# Aim of the exercise
Pull out every line below containing the word "PathBuf".

Data excerpts
━━━━━━━━━━━━━━━━

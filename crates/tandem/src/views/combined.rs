//! Combined view: one column with both line numbers

use super::{clip, line_number, RowMarks};
use crate::app::App;
use ratatui::{
    layout::{Constraint, Direction, Layout, Rect},
    style::{Color, Style},
    text::{Line, Span},
    widgets::Paragraph,
    Frame,
};
use tandem_core::LineKind;

/// "▶ 12   12 " or "▶"
fn gutter_width(line_numbers: bool) -> u16 {
    if line_numbers {
        11
    } else {
        1
    }
}

fn sign(kind: LineKind) -> char {
    match kind {
        LineKind::Added => '+',
        LineKind::Deleted => '-',
        _ => ' ',
    }
}

/// Render the combined view
pub fn render_combined(frame: &mut Frame, app: &mut App, area: Rect) {
    app.set_viewport_height(area.height as usize);
    let scroll = app.scroll;
    let marks = RowMarks::from_app(app);

    let Some(ctx) = app.session.current_context() else {
        return;
    };
    let marks = marks.with_block(ctx.navigator().current_block());

    let chunks = Layout::default()
        .direction(Direction::Horizontal)
        .constraints([
            Constraint::Length(gutter_width(marks.line_numbers)),
            Constraint::Min(0),
        ])
        .split(area);
    let gutter_area = chunks[0];
    let content_area = chunks[1];
    let content_width = content_area.width as usize;
    let number_style = Style::default().fg(Color::DarkGray);

    let mut gutter_lines: Vec<Line> = Vec::new();
    let mut content_lines: Vec<Line> = Vec::new();

    for (row, line) in ctx
        .data()
        .lines
        .iter()
        .enumerate()
        .skip(scroll)
        .take(area.height as usize)
    {
        let mut gutter = vec![marks.marker(row, true)];
        if marks.line_numbers && line.kind != LineKind::Header {
            gutter.push(Span::styled(line_number(line.old_line), number_style));
            gutter.push(Span::raw(" "));
            gutter.push(Span::styled(line_number(line.new_line), number_style));
            gutter.push(Span::raw(" "));
        }
        gutter_lines.push(Line::from(gutter));

        let text = if line.kind == LineKind::Header {
            clip(&line.content, content_width)
        } else {
            let mut text = String::from(sign(line.kind));
            text.push_str(&clip(&line.content, content_width.saturating_sub(1)));
            text
        };
        content_lines.push(Line::from(Span::styled(
            text,
            marks.content_style(line.kind, row),
        )));
    }

    frame.render_widget(Paragraph::new(gutter_lines), gutter_area);
    frame.render_widget(Paragraph::new(content_lines), content_area);
}
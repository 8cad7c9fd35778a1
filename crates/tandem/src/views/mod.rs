//! View rendering modules

mod combined;
mod split;

pub use combined::render_combined;
pub use split::render_split;

use crate::app::App;
use crate::config::ResolvedTheme;
use ratatui::{
    style::{Color, Modifier, Style},
    text::Span,
};
use tandem_core::{Block as ChangeBlock, LineKind};
use unicode_width::UnicodeWidthChar;

const TAB_WIDTH: usize = 4;

/// Caret, current block and selection, copied out of the app before the
/// diff context is borrowed
pub(crate) struct RowMarks {
    caret_marker: String,
    extent_marker: String,
    caret: usize,
    block: Option<ChangeBlock>,
    selection: Option<(usize, usize)>,
    pub(crate) theme: ResolvedTheme,
    pub(crate) line_numbers: bool,
}

impl RowMarks {
    pub(crate) fn from_app(app: &App) -> Self {
        Self {
            caret_marker: app.caret_marker.clone(),
            extent_marker: app.extent_marker.clone(),
            caret: app.caret,
            block: None,
            selection: app.selection(),
            theme: app.theme,
            line_numbers: app.line_numbers,
        }
    }

    pub(crate) fn with_block(mut self, block: Option<ChangeBlock>) -> Self {
        self.block = block;
        self
    }

    /// Gutter marker for a 0-based row; the caret shows only on the
    /// focused pane
    pub(crate) fn marker(&self, row: usize, focused: bool) -> Span<'static> {
        if focused && row == self.caret {
            Span::styled(
                self.caret_marker.clone(),
                Style::default().fg(Color::Cyan).add_modifier(Modifier::BOLD),
            )
        } else if self.block.is_some_and(|b| b.contains(row + 1)) {
            Span::styled(self.extent_marker.clone(), Style::default().fg(Color::DarkGray))
        } else {
            Span::raw(" ")
        }
    }

    pub(crate) fn is_selected(&self, row: usize) -> bool {
        self.selection
            .is_some_and(|(start, end)| (start..=end).contains(&row))
    }

    pub(crate) fn content_style(&self, kind: LineKind, row: usize) -> Style {
        let style = line_style(kind, &self.theme);
        if self.is_selected(row) {
            style.add_modifier(Modifier::REVERSED)
        } else {
            style
        }
    }
}

pub(crate) fn line_style(kind: LineKind, theme: &ResolvedTheme) -> Style {
    match kind {
        LineKind::Context => Style::default(),
        LineKind::Added => Style::default().fg(theme.added),
        LineKind::Deleted => Style::default().fg(theme.deleted),
        LineKind::Header => Style::default().fg(theme.header).add_modifier(Modifier::BOLD),
        LineKind::Empty => Style::default().fg(theme.padding),
    }
}

pub(crate) fn line_number(number: Option<u32>) -> String {
    match number {
        Some(n) => format!("{:4}", n),
        None => "    ".to_string(),
    }
}

/// Expand tabs and cut to `width` display columns
pub(crate) fn clip(text: &str, width: usize) -> String {
    let mut out = String::new();
    let mut used = 0;
    for ch in text.chars() {
        if ch == '\t' {
            let spaces = TAB_WIDTH - used % TAB_WIDTH;
            if used + spaces > width {
                break;
            }
            out.extend(std::iter::repeat(' ').take(spaces));
            used += spaces;
            continue;
        }
        let w = ch.width().unwrap_or(0);
        if used + w > width {
            break;
        }
        out.push(ch);
        used += w;
    }
    out
}

/// Hatched filler for padding rows
pub(crate) fn padding_fill(width: usize) -> String {
    "╱".repeat(width)
}

#[cfg(test)]
mod tests;
#[cfg(test)]
mod tests {
    use super::*;
    use crate::line::LineKind;

    const MODIFIED: &str = "\
diff --git a/src/lib.rs b/src/lib.rs
index 83db48f..bf269f4 100644
--- a/src/lib.rs
+++ b/src/lib.rs
@@ -1,5 +1,4 @@
 fn main() {
-    let a = 1;
+    let a = 2;
-    let b = 1;
     println!(\"{}\", a);
 }
";

    fn kinds(diff: &TextDiff) -> Vec<LineKind> {
        diff.lines.iter().map(|l| l.kind).collect()
    }

    #[test]
    fn test_parse_modified_file() {
        let files = parse_patch(MODIFIED).unwrap();
        assert_eq!(files.len(), 1);

        let file = &files[0];
        assert_eq!(file.path, PathBuf::from("src/lib.rs"));
        assert_eq!(file.old_path, None);
        assert_eq!(file.status, FileStatus::Modified);
        assert_eq!(file.old_hash.as_deref(), Some("83db48f"));
        assert_eq!(file.new_hash.as_deref(), Some("bf269f4"));
        assert_eq!(file.insertions(), 1);
        assert_eq!(file.deletions(), 2);

        let diff = file.text().unwrap();
        assert_eq!(
            kinds(diff),
            vec![
                LineKind::Header,
                LineKind::Context,
                LineKind::Deleted,
                LineKind::Deleted,
                LineKind::Added,
                LineKind::Context,
                LineKind::Context,
            ]
        );
        // Deletions are grouped ahead of additions with their own numbering
        assert_eq!(diff.lines[2].content, "    let a = 1;");
        assert_eq!(diff.lines[2].old_line, Some(2));
        assert_eq!(diff.lines[3].content, "    let b = 1;");
        assert_eq!(diff.lines[3].old_line, Some(3));
        assert_eq!(diff.lines[4].new_line, Some(2));
        assert_eq!(diff.lines[5].old_line, Some(4));
        assert_eq!(diff.lines[5].new_line, Some(3));
        assert_eq!(diff.max_line_number, 5);
        assert_eq!(diff.lines[6].origin, Some(6));
    }

    #[test]
    fn test_parse_multiple_files() {
        let patch = "\
diff --git a/a.txt b/a.txt
new file mode 100644
index 0000000..e69de29
--- /dev/null
+++ b/a.txt
@@ -0,0 +1,2 @@
+one
+two
diff --git a/b.txt b/b.txt
deleted file mode 100644
index e69de29..0000000
--- a/b.txt
+++ /dev/null
@@ -1 +0,0 @@
-gone
diff --git a/old.txt b/new.txt
similarity index 90%
rename from old.txt
rename to new.txt
";
        let files = parse_patch(patch).unwrap();
        assert_eq!(files.len(), 3);

        assert_eq!(files[0].status, FileStatus::Added);
        assert_eq!(files[0].new_mode.as_deref(), Some("100644"));
        assert_eq!(files[0].insertions(), 2);

        assert_eq!(files[1].status, FileStatus::Deleted);
        assert_eq!(files[1].path, PathBuf::from("b.txt"));
        assert_eq!(files[1].deletions(), 1);

        assert_eq!(files[2].status, FileStatus::Renamed);
        assert_eq!(files[2].path, PathBuf::from("new.txt"));
        assert_eq!(files[2].old_path, Some(PathBuf::from("old.txt")));
        assert_eq!(files[2].content, PatchContent::NoChange);
    }

    #[test]
    fn test_parse_plain_unified_diff() {
        let patch = "\
--- left.txt\t2024-01-01 00:00:00
+++ right.txt\t2024-01-02 00:00:00
@@ -3,2 +3,3 @@
 keep

+new
";
        let files = parse_patch(patch).unwrap();
        assert_eq!(files.len(), 1);
        assert_eq!(files[0].path, PathBuf::from("right.txt"));

        let diff = files[0].text().unwrap();
        assert_eq!(
            kinds(diff),
            vec![LineKind::Header, LineKind::Context, LineKind::Context, LineKind::Added]
        );
        assert_eq!(diff.lines[2].content, "");
        assert_eq!(diff.lines[2].old_line, Some(4));
        assert_eq!(diff.lines[3].new_line, Some(5));
    }

    #[test]
    fn test_no_newline_marker() {
        let patch = "\
diff --git a/x b/x
--- a/x
+++ b/x
@@ -1 +1 @@
-old
\\ No newline at end of file
+new
\\ No newline at end of file
";
        let files = parse_patch(patch).unwrap();
        let diff = files[0].text().unwrap();
        assert_eq!(diff.lines[1].kind, LineKind::Deleted);
        assert!(diff.lines[1].no_newline_at_eof);
        assert_eq!(diff.lines[2].kind, LineKind::Added);
        assert!(diff.lines[2].no_newline_at_eof);
    }

    #[test]
    fn test_binary_file() {
        let patch = "\
diff --git a/logo.png b/logo.png
index 83db48f..bf269f4 100644
Binary files a/logo.png and b/logo.png differ
";
        let files = parse_patch(patch).unwrap();
        assert_eq!(files[0].content, PatchContent::Binary);
        assert_eq!(files[0].text(), None);
    }

    #[test]
    fn test_lfs_pointer_change() {
        let patch = "\
diff --git a/big.bin b/big.bin
index 83db48f..bf269f4 100644
--- a/big.bin
+++ b/big.bin
@@ -1,3 +1,3 @@
 version https://git-lfs.github.com/spec/v1
-oid sha256:aaaa
+oid sha256:bbbb
-size 10
+size 20
";
        let files = parse_patch(patch).unwrap();
        let PatchContent::Lfs(lfs) = &files[0].content else {
            panic!("expected LFS content");
        };
        assert_eq!(lfs.old, LfsObject { oid: "aaaa".into(), size: 10 });
        assert_eq!(lfs.new, LfsObject { oid: "bbbb".into(), size: 20 });
    }

    #[test]
    fn test_invalid_lfs_size() {
        let patch = "\
diff --git a/big.bin b/big.bin
--- a/big.bin
+++ b/big.bin
@@ -1,3 +1,3 @@
 version https://git-lfs.github.com/spec/v1
-oid sha256:aaaa
+oid sha256:bbbb
-size ten
+size 20
";
        assert_eq!(
            parse_patch(patch),
            Err(ParseError::InvalidLfsSize("ten".to_string()))
        );
    }

    #[test]
    fn test_invalid_hunk_header() {
        let patch = "--- a/x\n+++ b/x\n@@ -99999999999 +1 @@\n";
        assert_eq!(
            parse_patch(patch),
            Err(ParseError::InvalidHunkHeader(
                "@@ -99999999999 +1 @@".to_string()
            ))
        );
    }

    #[test]
    fn test_hunk_header_overflow() {
        // The second body line would be numbered past u32::MAX
        let patch = "--- a/x\n+++ b/x\n@@ -4294967295 +1 @@\n a\n b\n";
        assert_eq!(
            parse_patch(patch),
            Err(ParseError::InvalidHunkHeader(
                "@@ -4294967295 +1 @@".to_string()
            ))
        );

        let patch = "--- a/x\n+++ b/x\n@@ -1,4294967295 +1 @@\n a\n";
        assert!(matches!(
            parse_patch(patch),
            Err(ParseError::InvalidHunkHeader(_))
        ));

        // The largest line number that still fits is fine
        let patch = "--- a/x\n+++ b/x\n@@ -4294967294 +1 @@\n a\n";
        let files = parse_patch(patch).unwrap();
        let diff = files[0].text().unwrap();
        assert_eq!(diff.lines[1].old_line, Some(4294967294));
    }

    #[test]
    fn test_commit_header_is_skipped() {
        let patch = "\
commit 0123456789abcdef0123456789abcdef01234567
Author: Dev <dev@example.com>
Date:   Mon Jan 1 00:00:00 2024 +0000

    Tweak x

diff --git a/x.txt b/x.txt
index 83db48f..bf269f4 100644
--- a/x.txt
+++ b/x.txt
@@ -1,2 +1,2 @@
 a
-b
+B
";
        let files = parse_patch(patch).unwrap();
        assert_eq!(files.len(), 1);
        assert_eq!(files[0].path, PathBuf::from("x.txt"));
        assert_eq!(files[0].deletions(), 1);
        assert_eq!(files[0].insertions(), 1);
    }

    #[test]
    fn test_format_patch_trailer_ends_hunk() {
        let patch = "\
From 0123456789abcdef0123456789abcdef01234567 Mon Sep 17 00:00:00 2001
From: Dev <dev@example.com>
Subject: [PATCH] Tweak x

---
 x.txt | 2 +-
 1 file changed, 1 insertion(+), 1 deletion(-)

diff --git a/x.txt b/x.txt
index 83db48f..bf269f4 100644
--- a/x.txt
+++ b/x.txt
@@ -1,2 +1,2 @@
 a
-b
+B
-- 
2.43.0

";
        let files = parse_patch(patch).unwrap();
        assert_eq!(files.len(), 1);
        assert_eq!(files[0].deletions(), 1);

        let diff = files[0].text().unwrap();
        assert_eq!(
            kinds(diff),
            vec![LineKind::Header, LineKind::Context, LineKind::Deleted, LineKind::Added]
        );
        assert_eq!(diff.lines[3].content, "B");
        assert_eq!(diff.lines[3].new_line, Some(2));
    }

    #[test]
    fn test_hunk_counts_bound_each_hunk() {
        // Counts default to one; the stray line after the first hunk is not body
        let patch = "\
--- a/x
+++ b/x
@@ -1 +1 @@
-old
+new
 stray
@@ -5,0 +6,1 @@
+tail
";
        let files = parse_patch(patch).unwrap();
        let diff = files[0].text().unwrap();
        assert_eq!(
            kinds(diff),
            vec![
                LineKind::Header,
                LineKind::Deleted,
                LineKind::Added,
                LineKind::Header,
                LineKind::Added,
            ]
        );
        assert_eq!(diff.lines[4].new_line, Some(6));
    }

    #[test]
    fn test_empty_input() {
        assert_eq!(parse_patch("").unwrap(), Vec::new());
        assert_eq!(parse_patch("just some text\n").unwrap(), Vec::new());
    }
}
//! Configuration file support for tandem
//!
//! Config file location: `~/.config/tandem/config.toml` (XDG_CONFIG_HOME)
//!
//! Example config:
//! ```toml
//! [ui]
//! view_mode = "split"
//! line_numbers = true
//! scroll_padding = 3
//! caret_marker = "▶"
//! extent_marker = "▌"
//!
//! [theme]
//! added = "#A3BE8C"
//! deleted = "#BF616A"
//! padding = "darkgray"
//! header = "cyan"
//! ```

use ratatui::style::Color;
use serde::Deserialize;
use std::path::PathBuf;
use std::str::FromStr;
use tandem_core::ViewMode;

/// UI configuration
#[derive(Debug, Deserialize)]
#[serde(default)]
pub struct UiConfig {
    /// Default layout: "combined" or "split"
    pub view_mode: Option<String>,
    /// Show old/new line numbers in the gutter
    pub line_numbers: bool,
    /// Rows kept between the caret and the viewport edge
    pub scroll_padding: usize,
    /// Marker for the caret row
    pub caret_marker: String,
    /// Marker for rows of the current block
    pub extent_marker: String,
}

impl Default for UiConfig {
    fn default() -> Self {
        Self {
            view_mode: None,
            line_numbers: true,
            scroll_padding: 3,
            caret_marker: "▶".to_string(),
            extent_marker: "▌".to_string(),
        }
    }
}

/// Colors, as names ("green") or hex ("#A3BE8C")
#[derive(Debug, Deserialize)]
#[serde(default)]
pub struct ThemeConfig {
    pub added: String,
    pub deleted: String,
    pub padding: String,
    pub header: String,
}

impl Default for ThemeConfig {
    fn default() -> Self {
        Self {
            added: "green".to_string(),
            deleted: "red".to_string(),
            padding: "darkgray".to_string(),
            header: "cyan".to_string(),
        }
    }
}

/// Theme colors ready for rendering
#[derive(Debug, Clone, Copy, PartialEq, Eq)]
pub struct ResolvedTheme {
    pub added: Color,
    pub deleted: Color,
    pub padding: Color,
    pub header: Color,
}

impl Default for ResolvedTheme {
    fn default() -> Self {
        ThemeConfig::default().resolve()
    }
}

impl ThemeConfig {
    /// Unknown color names fall back to the defaults
    pub fn resolve(&self) -> ResolvedTheme {
        let parse = |value: &str, fallback: Color| {
            Color::from_str(value).unwrap_or_else(|_| {
                tracing::warn!(value, "unknown theme color");
                fallback
            })
        };
        ResolvedTheme {
            added: parse(&self.added, Color::Green),
            deleted: parse(&self.deleted, Color::Red),
            padding: parse(&self.padding, Color::DarkGray),
            header: parse(&self.header, Color::Cyan),
        }
    }
}

/// Root configuration
#[derive(Debug, Deserialize, Default)]
#[serde(default)]
pub struct Config {
    pub ui: UiConfig,
    pub theme: ThemeConfig,
}

impl Config {
    /// Get all possible config file paths in priority order
    fn config_paths() -> Vec<PathBuf> {
        let mut paths = Vec::new();

        if let Ok(xdg) = std::env::var("XDG_CONFIG_HOME") {
            paths.push(PathBuf::from(xdg).join("tandem").join("config.toml"));
        }

        if let Some(home) = dirs::home_dir() {
            paths.push(home.join(".config").join("tandem").join("config.toml"));
        }

        // ~/Library/Application Support on macOS
        if let Some(config_dir) = dirs::config_dir() {
            let platform_path = config_dir.join("tandem").join("config.toml");
            if !paths.contains(&platform_path) {
                paths.push(platform_path);
            }
        }

        paths
    }

    /// Get the first existing config file path
    pub fn config_path() -> Option<PathBuf> {
        Self::config_paths().into_iter().find(|p| p.exists())
    }

    /// Load config from XDG config path
    /// Returns default config if file doesn't exist or can't be parsed
    pub fn load() -> Self {
        Self::config_path()
            .and_then(|path| std::fs::read_to_string(&path).ok())
            .and_then(|content| {
                Self::parse(&content)
                    .map_err(|e| {
                        eprintln!("Warning: Failed to parse config: {}", e);
                        e
                    })
                    .ok()
            })
            .unwrap_or_default()
    }

    pub fn parse(content: &str) -> Result<Self, toml::de::Error> {
        toml::from_str(content)
    }

    /// Parse view mode string to ViewMode enum
    pub fn parse_view_mode(&self) -> Option<ViewMode> {
        self.ui.view_mode.as_deref().and_then(parse_view_mode)
    }
}

pub fn parse_view_mode(value: &str) -> Option<ViewMode> {
    match value {
        "combined" | "unified" => Some(ViewMode::Combined),
        "split" | "sbs" | "side-by-side" => Some(ViewMode::SideBySide),
        _ => None,
    }
}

━━━━━━━━━━━━━━━━

# Finished task
        assert_eq!(file.path, PathBuf::from("src/lib.rs"));
        assert_eq!(files[1].path, PathBuf::from("b.txt"));
        assert_eq!(files[2].path, PathBuf::from("new.txt"));
        assert_eq!(files[2].old_path, Some(PathBuf::from("old.txt")));
        assert_eq!(files[0].path, PathBuf::from("right.txt"));
        assert_eq!(files[0].path, PathBuf::from("x.txt"));
use std::path::PathBuf;
    fn config_paths() -> Vec<PathBuf> {
            paths.push(PathBuf::from(xdg).join("tandem").join("config.toml"));
    pub fn config_path() -> Option<PathBuf> {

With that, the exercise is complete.